Et Mathilde, ne pouvant comprendre une pareille curiosité de la part d’Anatole, se disait à elle-même :

— Que lui importe cette femme inconnue ?… Pourquoi ces questions puériles ?… Est-ce pour me donner le change, et me cacher ce qu’il pense ?…

Puis, s’approchant de Mariane, elle lui dit à voix basse :

— Je t’en prie, Mariane, laisse-nous seuls un moment.

Mariane sortit de la chambre sans qu’Anatole s’en aperçût.

Mathilde prit la main d’Anatole qui se laissa conduire machinalement, et l’un et l’autre ils s’assirent sur un canapé.

— Anatole, mon ami, dit madame de Ranval après quelques momens de réflexion et de silence, tu ne me parles pas de notre enfant… Tu as pourtant reçu une lettre de ton père ?

— Oui, Mathilde, répondit Anatole qui parut sortir de la rêverie où il était plongé, je pars aujourd’hui même pour Fontainebleau. Mon père m’annonce que notre enfant ne se porte pas bien.

— Dieu ! s’écria Mathilde en changeant de couleur, montre-moi cette lettre !… Tu n’avais pas dit cela à Mariane.

Et déjà elle avait parcouru des yeux la lettre que venait de lui donner son mari. Le papier tremblait dans sa main, et sa physionomie exprimait l’inquiétude.

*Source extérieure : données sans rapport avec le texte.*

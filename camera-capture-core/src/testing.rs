//! Recording doubles for every capability the core consumes.

use std::collections::HashSet;
use std::sync::atomic::{AtomicBool, AtomicUsize, Ordering};
use std::sync::Arc;
use std::thread;
use std::time::{Duration, Instant};

use parking_lot::{Condvar, Mutex};

use crate::models::camera_models::{CameraPosition, CaptureDevice, MediaKind, QualityPreset, VideoRotation};
use crate::models::error::CaptureError;
use crate::models::frame::{Frame, PixelFormat, RawFrame};
use crate::models::state::SessionState;
use crate::traits::authorization::{AuthorizationCallback, AuthorizationProvider, AuthorizationStatus};
use crate::traits::capture_delegate::CaptureDelegate;
use crate::traits::capture_provider::{CaptureInput, CaptureOutput, DeviceProvider, FrameCallback};

fn wait_until(timeout: Duration, mut done: impl FnMut() -> bool) -> bool {
    let deadline = Instant::now() + timeout;
    while Instant::now() < deadline {
        if done() {
            return true;
        }
        thread::sleep(Duration::from_millis(5));
    }
    done()
}

// --- Authorization ---

enum PromptBehavior {
    Answer(bool),
    Defer,
    Drop,
}

pub struct MockAuthorization {
    status: Mutex<AuthorizationStatus>,
    behavior: PromptBehavior,
    pending: Mutex<Option<AuthorizationCallback>>,
    requests: AtomicUsize,
}

impl MockAuthorization {
    fn build(status: AuthorizationStatus, behavior: PromptBehavior) -> Arc<Self> {
        Arc::new(Self {
            status: Mutex::new(status),
            behavior,
            pending: Mutex::new(None),
            requests: AtomicUsize::new(0),
        })
    }

    pub fn with_status(status: AuthorizationStatus) -> Arc<Self> {
        Self::build(status, PromptBehavior::Answer(status == AuthorizationStatus::Authorized))
    }

    /// Undetermined; the prompt answers synchronously.
    pub fn answering(granted: bool) -> Arc<Self> {
        Self::build(AuthorizationStatus::NotDetermined, PromptBehavior::Answer(granted))
    }

    /// Undetermined; the prompt waits for `complete`.
    pub fn deferred() -> Arc<Self> {
        Self::build(AuthorizationStatus::NotDetermined, PromptBehavior::Defer)
    }

    /// Undetermined; the prompt drops its completion.
    pub fn dropping() -> Arc<Self> {
        Self::build(AuthorizationStatus::NotDetermined, PromptBehavior::Drop)
    }

    pub fn request_count(&self) -> usize {
        self.requests.load(Ordering::SeqCst)
    }

    pub fn wait_for_request(&self, timeout: Duration) -> bool {
        wait_until(timeout, || self.pending.lock().is_some())
    }

    pub fn complete(&self, granted: bool) {
        let completion = self.pending.lock().take();
        if let Some(completion) = completion {
            self.record_answer(granted);
            completion(granted);
        }
    }

    fn record_answer(&self, granted: bool) {
        *self.status.lock() = if granted {
            AuthorizationStatus::Authorized
        } else {
            AuthorizationStatus::Denied
        };
    }
}

impl AuthorizationProvider for MockAuthorization {
    fn status(&self) -> AuthorizationStatus {
        *self.status.lock()
    }

    fn request_access(&self, completion: AuthorizationCallback) {
        self.requests.fetch_add(1, Ordering::SeqCst);
        match self.behavior {
            PromptBehavior::Answer(granted) => {
                self.record_answer(granted);
                completion(granted);
            }
            PromptBehavior::Defer => *self.pending.lock() = Some(completion),
            PromptBehavior::Drop => drop(completion),
        }
    }
}

// --- Devices ---

#[derive(Debug, Default, Clone)]
pub struct OutputLog {
    pub rotation: Option<VideoRotation>,
    pub mirrored: Option<bool>,
    pub preset: Option<QualityPreset>,
}

pub struct MockOutput {
    rotation_supported: bool,
    mirroring_supported: bool,
    rejected: Arc<Mutex<Vec<String>>>,
    log: Arc<Mutex<OutputLog>>,
}

impl MockOutput {
    pub fn new(rotation_supported: bool, mirroring_supported: bool) -> Self {
        Self {
            rotation_supported,
            mirroring_supported,
            rejected: Arc::new(Mutex::new(Vec::new())),
            log: Arc::new(Mutex::new(OutputLog::default())),
        }
    }

    pub fn rejecting(presets: &[&str]) -> Self {
        let output = Self::new(true, true);
        output.rejected.lock().extend(presets.iter().map(|p| p.to_string()));
        output
    }

    pub fn log(&self) -> Arc<Mutex<OutputLog>> {
        Arc::clone(&self.log)
    }
}

impl CaptureOutput for MockOutput {
    fn supports_rotation(&self) -> bool {
        self.rotation_supported
    }

    fn supports_mirroring(&self) -> bool {
        self.mirroring_supported
    }

    fn set_rotation(&mut self, rotation: VideoRotation) {
        self.log.lock().rotation = Some(rotation);
    }

    fn set_mirrored(&mut self, mirrored: bool) {
        self.log.lock().mirrored = Some(mirrored);
    }

    fn apply_preset(&mut self, preset: &QualityPreset) -> Result<(), CaptureError> {
        if self.rejected.lock().iter().any(|p| p == preset.as_str()) {
            return Err(CaptureError::PresetRejected(preset.to_string()));
        }
        self.log.lock().preset = Some(preset.clone());
        Ok(())
    }
}

#[derive(Default)]
struct DeviceLog {
    input_creations: AtomicUsize,
    output_creations: AtomicUsize,
    starts: AtomicUsize,
    stops: AtomicUsize,
    active: Mutex<Option<(CaptureDevice, FrameCallback)>>,
}

struct MockInput {
    device: CaptureDevice,
    log: Arc<DeviceLog>,
}

impl CaptureInput for MockInput {
    fn device(&self) -> &CaptureDevice {
        &self.device
    }

    fn start(&mut self, callback: FrameCallback) -> Result<(), CaptureError> {
        self.log.starts.fetch_add(1, Ordering::SeqCst);
        *self.log.active.lock() = Some((self.device.clone(), callback));
        Ok(())
    }

    fn stop(&mut self) -> Result<(), CaptureError> {
        self.log.stops.fetch_add(1, Ordering::SeqCst);
        self.log.active.lock().take();
        Ok(())
    }
}

pub struct MockDevices {
    devices: Vec<CaptureDevice>,
    enumeration_fails: AtomicBool,
    failing_inputs: Mutex<HashSet<String>>,
    rejected_presets: Arc<Mutex<Vec<String>>>,
    outputs: Mutex<Vec<Arc<Mutex<OutputLog>>>>,
    log: Arc<DeviceLog>,
}

impl MockDevices {
    pub fn new(devices: Vec<CaptureDevice>) -> Arc<Self> {
        Arc::new(Self {
            devices,
            enumeration_fails: AtomicBool::new(false),
            failing_inputs: Mutex::new(HashSet::new()),
            rejected_presets: Arc::new(Mutex::new(Vec::new())),
            outputs: Mutex::new(Vec::new()),
            log: Arc::new(DeviceLog::default()),
        })
    }

    /// A front camera `front` and a back camera `back`.
    pub fn phone() -> Arc<Self> {
        Self::new(vec![
            CaptureDevice::video("front", "Front Camera", Some(CameraPosition::Front)),
            CaptureDevice::video("back", "Back Camera", Some(CameraPosition::Back)),
        ])
    }

    pub fn device_at(&self, position: CameraPosition) -> Option<CaptureDevice> {
        self.devices.iter().find(|d| d.position == Some(position)).cloned()
    }

    pub fn fail_enumeration(&self, fail: bool) {
        self.enumeration_fails.store(fail, Ordering::SeqCst);
    }

    pub fn fail_input(&self, device_id: &str) {
        self.failing_inputs.lock().insert(device_id.to_string());
    }

    pub fn clear_failures(&self) {
        self.failing_inputs.lock().clear();
        self.enumeration_fails.store(false, Ordering::SeqCst);
    }

    pub fn reject_preset(&self, preset: &str) {
        self.rejected_presets.lock().push(preset.to_string());
    }

    pub fn input_creations(&self) -> usize {
        self.log.input_creations.load(Ordering::SeqCst)
    }

    pub fn output_creations(&self) -> usize {
        self.log.output_creations.load(Ordering::SeqCst)
    }

    pub fn start_count(&self) -> usize {
        self.log.starts.load(Ordering::SeqCst)
    }

    pub fn stop_count(&self) -> usize {
        self.log.stops.load(Ordering::SeqCst)
    }

    pub fn last_output(&self) -> Option<Arc<Mutex<OutputLog>>> {
        self.outputs.lock().last().cloned()
    }

    pub fn null_callback(&self) -> FrameCallback {
        Arc::new(|_frame: RawFrame| {})
    }

    /// Push a one-pixel frame through the producing input's callback.
    /// Returns the id of the producing device.
    pub fn emit_frame(&self, tag: u8) -> Option<String> {
        let active = self.log.active.lock().clone();
        let (device, callback) = active?;
        callback(RawFrame::new(1, 1, PixelFormat::Rgb8, vec![tag; 3]));
        Some(device.id)
    }
}

impl DeviceProvider for MockDevices {
    fn devices(&self, kind: MediaKind) -> Result<Vec<CaptureDevice>, CaptureError> {
        if self.enumeration_fails.load(Ordering::SeqCst) {
            return Err(CaptureError::Unknown("enumeration failed".into()));
        }
        Ok(self.devices.iter().filter(|d| d.kind == kind).cloned().collect())
    }

    fn create_input(&self, device: &CaptureDevice) -> Result<Box<dyn CaptureInput>, CaptureError> {
        if self.failing_inputs.lock().contains(&device.id) {
            return Err(CaptureError::AttachFailure(format!("{} is busy", device.id)));
        }
        self.log.input_creations.fetch_add(1, Ordering::SeqCst);
        Ok(Box::new(MockInput {
            device: device.clone(),
            log: Arc::clone(&self.log),
        }))
    }

    fn create_output(&self) -> Result<Box<dyn CaptureOutput>, CaptureError> {
        self.log.output_creations.fetch_add(1, Ordering::SeqCst);
        let output = MockOutput {
            rotation_supported: true,
            mirroring_supported: true,
            rejected: Arc::clone(&self.rejected_presets),
            log: Arc::new(Mutex::new(OutputLog::default())),
        };
        self.outputs.lock().push(output.log());
        Ok(Box::new(output))
    }
}

// --- Delegate ---

#[derive(Default)]
pub struct RecordingDelegate {
    frames: Mutex<Vec<Frame>>,
    states: Mutex<Vec<SessionState>>,
    errors: Mutex<Vec<CaptureError>>,
    frame_arrived: Condvar,
    paused: Mutex<bool>,
    unpaused: Condvar,
}

impl RecordingDelegate {
    pub fn new() -> Arc<Self> {
        Arc::new(Self::default())
    }

    pub fn frames(&self) -> Vec<Frame> {
        self.frames.lock().clone()
    }

    pub fn states(&self) -> Vec<SessionState> {
        self.states.lock().clone()
    }

    pub fn errors(&self) -> Vec<CaptureError> {
        self.errors.lock().clone()
    }

    /// Block frame callbacks until `release`.
    pub fn pause(&self) {
        *self.paused.lock() = true;
    }

    pub fn release(&self) {
        *self.paused.lock() = false;
        self.unpaused.notify_all();
    }

    pub fn wait_for_frames(&self, count: usize, timeout: Duration) -> bool {
        let deadline = Instant::now() + timeout;
        let mut frames = self.frames.lock();
        while frames.len() < count {
            if self.frame_arrived.wait_until(&mut frames, deadline).timed_out() {
                return frames.len() >= count;
            }
        }
        true
    }
}

impl CaptureDelegate for RecordingDelegate {
    fn on_frame(&self, frame: &Frame) {
        {
            let mut paused = self.paused.lock();
            while *paused {
                self.unpaused.wait(&mut paused);
            }
        }
        self.frames.lock().push(frame.clone());
        self.frame_arrived.notify_all();
    }

    fn on_state_changed(&self, state: SessionState) {
        self.states.lock().push(state);
    }

    fn on_error(&self, error: &CaptureError) {
        self.errors.lock().push(error.clone());
    }
}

— Voilà déjà plusieurs jours qu’il souffre, ce pauvre petit chérubin ! dit-elle avec émotion : il a la fièvre ! tous ces symptômes me paraissent alarmans… Anatole, je partirai avec toi ; je veux soigner moi-même ce cher enfant.

— Non, Mathilde, répondit Anatole en la serrant avec force contre sa poitrine, tu n’es pas en état de m’accompagner : songe que tu es à peine convalescente. Le temps est effroyable, et tu souffrirais beaucoup sur la grande route.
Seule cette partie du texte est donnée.